Supplied material:
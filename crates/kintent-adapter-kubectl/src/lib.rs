//! Cluster access through the `kubectl` binary.
//!
//! [`KubectlCluster`] implements [`ClusterReader`] and [`ClusterWriter`] by
//! invoking `kubectl` with JSON in and out. Manifests cross this boundary as
//! JSON documents only; every failure is classified before it leaves the
//! adapter.

use async_trait::async_trait;
use kintent_core::{
    Change, ClassifiedError, ClusterConfig, ClusterReader, ClusterWriter, ObservedResource,
    ResourceRef,
};
use serde_json::{Map, Value};
use std::process::Stdio;
use std::time::Duration;
use tokio::io::AsyncWriteExt;
use tokio::process::Command;
use tracing::{debug, info, warn};

pub mod classify;

pub use classify::{classify, is_not_found};

/// Extra time granted to the process beyond kubectl's own request timeout.
const PROCESS_GRACE: Duration = Duration::from_secs(5);

#[derive(Debug)]
struct CommandOutput {
    success: bool,
    stdout: Vec<u8>,
    stderr: String,
}

pub struct KubectlCluster {
    config: ClusterConfig,
}

impl KubectlCluster {
    pub fn new(config: ClusterConfig) -> Self {
        Self { config }
    }

    /// Flags prepended to every invocation.
    fn global_args(&self) -> Vec<String> {
        let mut args = Vec::new();
        if let Some(kubeconfig) = &self.config.kubeconfig {
            args.push(format!("--kubeconfig={}", kubeconfig));
        }
        if let Some(context) = &self.config.context {
            args.push(format!("--context={}", context));
        }
        args.push(format!(
            "--request-timeout={}s",
            self.config.request_timeout_secs
        ));
        args
    }

    async fn run(
        &self,
        args: Vec<String>,
        stdin: Option<Vec<u8>>,
    ) -> Result<CommandOutput, ClassifiedError> {
        let mut full = self.global_args();
        full.extend(args);
        debug!(kubectl = %self.config.kubectl, args = ?full, "Running kubectl");

        let mut command = Command::new(&self.config.kubectl);
        command
            .args(&full)
            .stdin(if stdin.is_some() {
                Stdio::piped()
            } else {
                Stdio::null()
            })
            .stdout(Stdio::piped())
            .stderr(Stdio::piped())
            .kill_on_drop(true);

        let mut child = command.spawn().map_err(|e| {
            ClassifiedError::Fatal(format!("failed to run {}: {}", self.config.kubectl, e))
        })?;

        if let Some(input) = stdin
            && let Some(mut pipe) = child.stdin.take()
        {
            pipe.write_all(&input).await.map_err(|e| {
                ClassifiedError::Retryable(format!("failed to write kubectl stdin: {}", e))
            })?;
        }

        let limit = Duration::from_secs(self.config.request_timeout_secs) + PROCESS_GRACE;
        let output = tokio::time::timeout(limit, child.wait_with_output())
            .await
            .map_err(|_| {
                ClassifiedError::Retryable(format!(
                    "kubectl did not finish within {}s",
                    limit.as_secs()
                ))
            })?
            .map_err(|e| ClassifiedError::Retryable(format!("failed to wait for kubectl: {}", e)))?;

        Ok(CommandOutput {
            success: output.status.success(),
            stdout: output.stdout,
            stderr: String::from_utf8_lossy(&output.stderr).trim().to_string(),
        })
    }

    async fn write(
        &self,
        change: &Change,
        args: Vec<String>,
        stdin: Option<Vec<u8>>,
    ) -> Result<(), ClassifiedError> {
        let output = self.run(args, stdin).await?;
        if output.success {
            info!(change = %change.describe(), "kubectl write succeeded");
            return Ok(());
        }
        let err = classify(&output.stderr);
        warn!(change = %change.describe(), error = %err, "kubectl write failed");
        Err(err)
    }

    /// kubectl delete has no precondition flag, so compare versions first.
    async fn check_version(
        &self,
        target: &ResourceRef,
        expected: &str,
    ) -> Result<(), ClassifiedError> {
        match self.get(target).await? {
            Some(observed) if observed.resource_version != expected => {
                Err(ClassifiedError::Conflict(format!(
                    "{} has resourceVersion {}, expected {}",
                    target, observed.resource_version, expected
                )))
            }
            Some(_) => Ok(()),
            None => Err(ClassifiedError::Fatal(format!("{} not found", target))),
        }
    }
}

#[async_trait]
impl ClusterReader for KubectlCluster {
    async fn get(&self, target: &ResourceRef) -> Result<Option<ObservedResource>, ClassifiedError> {
        let output = self.run(get_args(target), None).await?;
        if !output.success {
            if is_not_found(&output.stderr) {
                return Ok(None);
            }
            return Err(classify(&output.stderr));
        }

        let object: Value = serde_json::from_slice(&output.stdout).map_err(|e| {
            ClassifiedError::Fatal(format!("unparseable kubectl output for {}: {}", target, e))
        })?;
        ObservedResource::from_kube_json(&object)
            .map(Some)
            .map_err(|e| ClassifiedError::Fatal(format!("{}: {}", target, e)))
    }
}

#[async_trait]
impl ClusterWriter for KubectlCluster {
    async fn apply(&self, change: &Change) -> Result<(), ClassifiedError> {
        match change {
            Change::Create { manifest, .. } => {
                let document = manifest
                    .to_json()
                    .map_err(|e| ClassifiedError::Fatal(e.to_string()))?;
                self.write(change, create_args(), Some(document.into_bytes()))
                    .await
            }
            Change::Update {
                target,
                expected_version,
                patch,
                ..
            } => {
                let body = patch_body(patch, expected_version.as_deref());
                self.write(change, patch_args(target, &body), None).await
            }
            Change::Delete {
                target,
                expected_version,
                ..
            } => {
                if let Some(expected) = expected_version {
                    self.check_version(target, expected).await?;
                }
                self.write(change, delete_args(target), None).await
            }
        }
    }
}

fn target_args(target: &ResourceRef) -> Vec<String> {
    vec![
        target.kind.plural().to_string(),
        target.name.clone(),
        format!("--namespace={}", target.namespace),
    ]
}

fn get_args(target: &ResourceRef) -> Vec<String> {
    let mut args = vec!["get".to_string()];
    args.extend(target_args(target));
    args.push("--output=json".to_string());
    args
}

fn create_args() -> Vec<String> {
    vec!["create".to_string(), "--filename=-".to_string()]
}

fn patch_args(target: &ResourceRef, body: &Value) -> Vec<String> {
    let mut args = vec!["patch".to_string()];
    args.extend(target_args(target));
    args.push("--type=strategic".to_string());
    args.push(format!("--patch={}", body));
    args
}

fn delete_args(target: &ResourceRef) -> Vec<String> {
    let mut args = vec!["delete".to_string()];
    args.extend(target_args(target));
    args.push("--wait=false".to_string());
    args
}

/// The patch sent to the API server. A `metadata.resourceVersion` in a patch
/// makes the server reject it when the object has moved on.
fn patch_body(patch: &Value, expected_version: Option<&str>) -> Value {
    let mut body = patch.clone();
    let Some(expected) = expected_version else {
        return body;
    };
    if !body.is_object() {
        body = Value::Object(Map::new());
    }
    if let Some(object) = body.as_object_mut() {
        let metadata = object
            .entry("metadata")
            .or_insert_with(|| Value::Object(Map::new()));
        if let Some(metadata) = metadata.as_object_mut() {
            metadata.insert(
                "resourceVersion".to_string(),
                Value::String(expected.to_string()),
            );
        }
    }
    body
}
//! # kintent-runtime
//!
//! Execution side of kintent:
//!
//! - [`ReconcileExecutor`]: applies approved change sets with bounded retry
//!   and compensating rollback, auditing every execution
//! - [`Reconciler`]: the compile, plan, evaluate, execute pipeline with
//!   conflict refresh
//! - [`MemoryCluster`]: an in-process cluster for tests and dry runs
//! - [`retry`]: backoff policy and cancellation

pub mod executor;
pub mod memory;
pub mod reconciler;
pub mod retry;

pub use executor::{ExecuteError, ExecuteOptions, ReconcileExecutor, ReconcileOutcome};
pub use memory::{Fault, MemoryCluster};
pub use reconciler::{
    AttemptReport, Preview, ReconcileError, ReconcileOptions, ReconcileReport, Reconciler,
};
pub use retry::{RetryPolicy, StopReason, StopSignal};
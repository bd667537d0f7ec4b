//! In-process cluster for tests and dry runs.
//!
//! [`MemoryCluster`] implements both cluster traits over a map of objects and
//! behaves like a small API server: it enforces `expected_version`
//! preconditions, bumps `resourceVersion` and `generation`, fills in server
//! defaults, and can simulate a rollout that has not been observed yet. Faults
//! can be scripted per change kind and target.

use async_trait::async_trait;
use kintent_core::merge;
use kintent_core::{
    Change, ChangeKind, ClassifiedError, ClusterReader, ClusterWriter, Manifest, ObservedResource,
    ResourceRef,
};
use serde_json::{Value, json};
use std::collections::{BTreeMap, VecDeque};
use std::sync::{Mutex, MutexGuard};

/// A scripted failure for matching writes.
#[derive(Debug, Clone)]
pub struct Fault {
    kind: Option<ChangeKind>,
    target: Option<ResourceRef>,
    error: ClassifiedError,
    remaining: u32,
}

impl Fault {
    /// Fail writes of any kind.
    pub fn any(error: ClassifiedError) -> Self {
        Self {
            kind: None,
            target: None,
            error,
            remaining: 1,
        }
    }

    /// Fail writes of one change kind.
    pub fn on(kind: ChangeKind, error: ClassifiedError) -> Self {
        Self {
            kind: Some(kind),
            ..Self::any(error)
        }
    }

    pub fn target(mut self, target: ResourceRef) -> Self {
        self.target = Some(target);
        self
    }

    /// Fire this many times (default once).
    pub fn times(mut self, times: u32) -> Self {
        self.remaining = times;
        self
    }

    /// Fire on every matching write.
    pub fn always(self) -> Self {
        self.times(u32::MAX)
    }

    fn matches(&self, change: &Change) -> bool {
        self.kind.is_none_or(|k| k == change.kind())
            && self.target.as_ref().is_none_or(|t| t == change.target())
    }
}

#[derive(Debug, Clone)]
struct StoredObject {
    manifest: Manifest,
    resource_version: u64,
    generation: i64,
    /// Reads left before the controller catches up with `generation`.
    pending_reads: u32,
}

#[derive(Debug, Default)]
struct State {
    objects: BTreeMap<ResourceRef, StoredObject>,
    last_version: u64,
    rollout_lag: u32,
    faults: VecDeque<Fault>,
    writes: Vec<Change>,
    write_attempts: u32,
}

impl State {
    fn bump_version(&mut self) -> u64 {
        self.last_version += 1;
        self.last_version
    }
}

/// In-memory implementation of [`ClusterReader`] and [`ClusterWriter`].
#[derive(Debug, Default)]
pub struct MemoryCluster {
    state: Mutex<State>,
}

impl MemoryCluster {
    pub fn new() -> Self {
        Self::default()
    }

    fn state(&self) -> MutexGuard<'_, State> {
        self.state.lock().unwrap_or_else(|e| e.into_inner())
    }

    /// Seed an existing, fully rolled-out object.
    pub fn insert(&self, manifest: Manifest) -> ObservedResource {
        let mut state = self.state();
        let version = state.bump_version();
        let mut manifest = manifest;
        apply_server_defaults(&mut manifest.spec);
        let object = StoredObject {
            manifest,
            resource_version: version,
            generation: 1,
            pending_reads: 0,
        };
        let observed = observe(&object, 0);
        state.objects.insert(observed.resource_ref(), object);
        observed
    }

    /// Number of reads a spec change stays unobserved for.
    pub fn set_rollout_lag(&self, reads: u32) {
        self.state().rollout_lag = reads;
    }

    /// Simulate an external spec change whose rollout is still in progress
    /// for the next `reads` reads.
    pub fn begin_rollout(&self, target: &ResourceRef, reads: u32) -> bool {
        let mut state = self.state();
        let version = state.bump_version();
        match state.objects.get_mut(target) {
            Some(object) => {
                object.generation += 1;
                object.resource_version = version;
                object.pending_reads = reads;
                true
            }
            None => false,
        }
    }

    /// Simulate a concurrent writer touching `target` (new resourceVersion).
    pub fn touch(&self, target: &ResourceRef) -> bool {
        let mut state = self.state();
        let version = state.bump_version();
        match state.objects.get_mut(target) {
            Some(object) => {
                object.resource_version = version;
                true
            }
            None => false,
        }
    }

    pub fn inject(&self, fault: Fault) {
        self.state().faults.push_back(fault);
    }

    /// Current stored manifest, without affecting rollout simulation.
    pub fn manifest(&self, target: &ResourceRef) -> Option<Manifest> {
        self.state().objects.get(target).map(|o| o.manifest.clone())
    }

    /// All stored manifests, keyed by reference.
    pub fn dump(&self) -> BTreeMap<ResourceRef, Manifest> {
        self.state()
            .objects
            .iter()
            .map(|(k, v)| (k.clone(), v.manifest.clone()))
            .collect()
    }

    /// Changes that were applied successfully, in order.
    pub fn writes(&self) -> Vec<Change> {
        self.state().writes.clone()
    }

    /// Every write call made, including failed ones.
    pub fn write_attempts(&self) -> u32 {
        self.state().write_attempts
    }

    fn take_fault(state: &mut State, change: &Change) -> Option<ClassifiedError> {
        let idx = state.faults.iter().position(|f| f.matches(change))?;
        let fault = &mut state.faults[idx];
        let error = fault.error.clone();
        fault.remaining = fault.remaining.saturating_sub(1);
        if fault.remaining == 0 {
            state.faults.remove(idx);
        }
        Some(error)
    }
}

fn observe(object: &StoredObject, pending_reads: u32) -> ObservedResource {
    let observed_generation = if pending_reads > 0 {
        object.generation - 1
    } else {
        object.generation
    };
    ObservedResource {
        manifest: object.manifest.clone(),
        resource_version: object.resource_version.to_string(),
        generation: object.generation,
        observed_generation: Some(observed_generation),
        terminating: false,
    }
}

/// Fill in the defaults the API server adds to a Deployment.
fn apply_server_defaults(spec: &mut Value) {
    let Some(spec) = spec.as_object_mut() else {
        return;
    };
    spec.entry("revisionHistoryLimit").or_insert(json!(10));
    spec.entry("progressDeadlineSeconds").or_insert(json!(600));
    spec.entry("strategy").or_insert(json!({
        "type": "RollingUpdate",
        "rollingUpdate": {"maxSurge": "25%", "maxUnavailable": "25%"}
    }));

    let containers = spec
        .get_mut("template")
        .and_then(|t| t.get_mut("spec"))
        .and_then(|s| s.get_mut("containers"))
        .and_then(Value::as_array_mut);
    for container in containers.into_iter().flatten() {
        let Some(container) = container.as_object_mut() else {
            continue;
        };
        container
            .entry("imagePullPolicy")
            .or_insert(json!("IfNotPresent"));
        container
            .entry("terminationMessagePath")
            .or_insert(json!("/dev/termination-log"));
        let ports = container.get_mut("ports").and_then(Value::as_array_mut);
        for port in ports.into_iter().flatten() {
            if let Some(port) = port.as_object_mut() {
                port.entry("protocol").or_insert(json!("TCP"));
            }
        }
    }
}

fn check_version(
    target: &ResourceRef,
    expected: Option<&str>,
    actual: u64,
) -> Result<(), ClassifiedError> {
    match expected {
        Some(expected) if expected != actual.to_string() => Err(ClassifiedError::Conflict(format!(
            "{} has resourceVersion {}, expected {}",
            target, actual, expected
        ))),
        _ => Ok(()),
    }
}

#[async_trait]
impl ClusterReader for MemoryCluster {
    async fn get(&self, target: &ResourceRef) -> Result<Option<ObservedResource>, ClassifiedError> {
        let mut state = self.state();
        let Some(object) = state.objects.get_mut(target) else {
            return Ok(None);
        };
        let pending = object.pending_reads;
        object.pending_reads = pending.saturating_sub(1);
        Ok(Some(observe(object, pending)))
    }
}

#[async_trait]
impl ClusterWriter for MemoryCluster {
    async fn apply(&self, change: &Change) -> Result<(), ClassifiedError> {
        let mut state = self.state();
        state.write_attempts += 1;

        if let Some(error) = Self::take_fault(&mut state, change) {
            tracing::debug!(change = %change.describe(), error = %error, "Injected fault");
            return Err(error);
        }

        let target = change.target().clone();
        match change {
            Change::Create { manifest, .. } => {
                if state.objects.contains_key(&target) {
                    return Err(ClassifiedError::Conflict(format!("{} already exists", target)));
                }
                let version = state.bump_version();
                let mut manifest = manifest.clone();
                apply_server_defaults(&mut manifest.spec);
                let pending_reads = state.rollout_lag;
                state.objects.insert(
                    target,
                    StoredObject {
                        manifest,
                        resource_version: version,
                        generation: 1,
                        pending_reads,
                    },
                );
            }
            Change::Update {
                expected_version,
                patch,
                ..
            } => {
                let current = state
                    .objects
                    .get(&target)
                    .ok_or_else(|| ClassifiedError::Fatal(format!("{} not found", target)))?;
                check_version(&target, expected_version.as_deref(), current.resource_version)?;

                let mut body = current.manifest.body();
                merge::apply_patch(&mut body, patch);
                let mut manifest = current.manifest.clone();
                manifest.set_body(&body);
                apply_server_defaults(&mut manifest.spec);
                let spec_changed = manifest.spec != current.manifest.spec;

                let version = state.bump_version();
                let lag = state.rollout_lag;
                if let Some(object) = state.objects.get_mut(&target) {
                    object.manifest = manifest;
                    object.resource_version = version;
                    if spec_changed {
                        object.generation += 1;
                        object.pending_reads = lag;
                    }
                }
            }
            Change::Delete {
                expected_version, ..
            } => {
                let current = state
                    .objects
                    .get(&target)
                    .ok_or_else(|| ClassifiedError::Fatal(format!("{} not found", target)))?;
                check_version(&target, expected_version.as_deref(), current.resource_version)?;
                state.objects.remove(&target);
            }
        }

        state.writes.push(change.clone());
        Ok(())
    }
}
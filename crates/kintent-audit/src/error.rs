//! Error types for the audit crate.

use thiserror::Error;

/// Errors that can occur during audit operations.
#[derive(Debug, Error)]
pub enum AuditError {
    /// An existing audit file could not be read back.
    #[error("corrupt audit record at line {line}: {reason}")]
    Corrupt { line: usize, reason: String },

    /// Storage error.
    #[error("storage error: {0}")]
    StorageError(String),

    /// Serialization error.
    #[error("serialization error: {0}")]
    SerializationError(#[from] serde_json::Error),

    /// IO error.
    #[error("IO error: {0}")]
    IoError(#[from] std::io::Error),
}
use anyhow::Result;
use clap::{Parser, Subcommand};
use kintent_audit::AuditLog;
use kintent_core::KintentConfig;
use std::path::PathBuf;
use std::process::ExitCode;
use std::sync::Arc;
use tokio::sync::watch;
use tracing_subscriber::EnvFilter;

mod commands;

use commands::ClusterHandle;
use commands::apply::ApplyArgs;
use commands::audit::AuditArgs;

#[derive(Parser, Debug)]
#[command(
    name = "kintent",
    version,
    about = "Reconcile Kubernetes Deployments from structured intents"
)]
struct Cli {
    /// Configuration file (YAML). Falls back to ./kintent.yaml, then defaults.
    #[arg(long, global = true, env = "KINTENT_CONFIG")]
    config: Option<PathBuf>,

    /// Run against an empty in-memory cluster instead of kubectl.
    #[arg(long, global = true, default_value_t = false)]
    memory_cluster: bool,

    #[command(subcommand)]
    cmd: Command,
}

#[derive(Subcommand, Debug)]
enum Command {
    /// Print the manifests an intent compiles to, as YAML.
    Compile {
        /// Intent file (.json, .yaml or .yml)
        intent: PathBuf,
    },

    /// Diff an intent against the cluster and show the approval decision.
    Plan {
        intent: PathBuf,

        /// Print the change set and decision as JSON
        #[arg(long, default_value_t = false)]
        json: bool,
    },

    /// Reconcile the cluster towards an intent.
    Apply {
        intent: PathBuf,

        /// Confirm change sets that require confirmation
        #[arg(long, short = 'y', default_value_t = false)]
        yes: bool,

        /// Give up (and roll back) after this many seconds
        #[arg(long, value_name = "SECS")]
        timeout: Option<u64>,
    },

    /// Query the audit log.
    Audit {
        /// Deployment name
        #[arg(long)]
        name: Option<String>,

        #[arg(long)]
        namespace: Option<String>,

        /// success, partial_failure, rejected or rolled_back
        #[arg(long)]
        outcome: Option<String>,

        /// Only records at or after this RFC 3339 time
        #[arg(long)]
        since: Option<String>,

        /// Only records at or before this RFC 3339 time
        #[arg(long)]
        until: Option<String>,

        #[arg(long)]
        limit: Option<usize>,

        /// One JSON record per line
        #[arg(long, default_value_t = false)]
        json: bool,
    },
}

#[tokio::main]
async fn main() -> Result<ExitCode> {
    tracing_subscriber::fmt()
        .with_env_filter(
            EnvFilter::try_from_default_env().unwrap_or_else(|_| EnvFilter::new("info")),
        )
        .with_writer(std::io::stderr)
        .init();

    let cli = Cli::parse();
    let config = KintentConfig::load(cli.config.as_deref())?;

    match cli.cmd {
        Command::Compile { intent } => commands::compile::run(&intent)?,

        Command::Plan { intent, json } => {
            let cluster = ClusterHandle::connect(&config.cluster, cli.memory_cluster);
            commands::plan::run(&config, &cluster, &intent, json).await?
        }

        Command::Apply {
            intent,
            yes,
            timeout,
        } => {
            let cluster = ClusterHandle::connect(&config.cluster, cli.memory_cluster);
            let audit = Arc::new(AuditLog::open(&config.audit)?);
            let args = ApplyArgs { yes, timeout };
            let code = commands::apply::run(
                &config,
                &cluster,
                audit,
                &intent,
                &args,
                Some(cancel_on_interrupt()),
            )
            .await?;
            return Ok(ExitCode::from(code));
        }

        Command::Audit {
            name,
            namespace,
            outcome,
            since,
            until,
            limit,
            json,
        } => {
            let args = AuditArgs {
                name,
                namespace,
                outcome,
                since,
                until,
                limit,
                json,
            };
            commands::audit::run(&config.audit, &args).await?
        }
    }

    Ok(ExitCode::SUCCESS)
}

/// Flip the returned receiver to `true` on Ctrl-C.
fn cancel_on_interrupt() -> watch::Receiver<bool> {
    let (tx, rx) = watch::channel(false);
    tokio::spawn(async move {
        if tokio::signal::ctrl_c().await.is_ok() {
            tracing::warn!("Interrupt received, stopping before the next write");
            let _ = tx.send(true);
        }
    });
    rx
}

#[cfg(test)]
mod tests {
    use super::*;
    use clap::CommandFactory;

    #[test]
    fn test_cli_definition() {
        Cli::command().debug_assert();
    }

    #[test]
    fn test_parse_apply() {
        let cli = Cli::try_parse_from([
            "kintent",
            "apply",
            "web.yaml",
            "--yes",
            "--timeout",
            "60",
            "--memory-cluster",
        ])
        .unwrap();
        assert!(cli.memory_cluster);
        match cli.cmd {
            Command::Apply {
                intent,
                yes,
                timeout,
            } => {
                assert_eq!(intent, PathBuf::from("web.yaml"));
                assert!(yes);
                assert_eq!(timeout, Some(60));
            }
            other => panic!("unexpected command {other:?}"),
        }
    }
}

Problem description: Output the material above exactly, but only from the line that carries "if let Some(kubeconfig)" through the line that carries "-> Result<CommandOutput, ClassifiedError>".

Result below:
        if let Some(kubeconfig) = &self.config.kubeconfig {
            args.push(format!("--kubeconfig={}", kubeconfig));
        }
        if let Some(context) = &self.config.context {
            args.push(format!("--context={}", context));
        }
        args.push(format!(
            "--request-timeout={}s",
            self.config.request_timeout_secs
        ));
        args
    }

    async fn run(
        &self,
        args: Vec<String>,
        stdin: Option<Vec<u8>>,
    ) -> Result<CommandOutput, ClassifiedError> {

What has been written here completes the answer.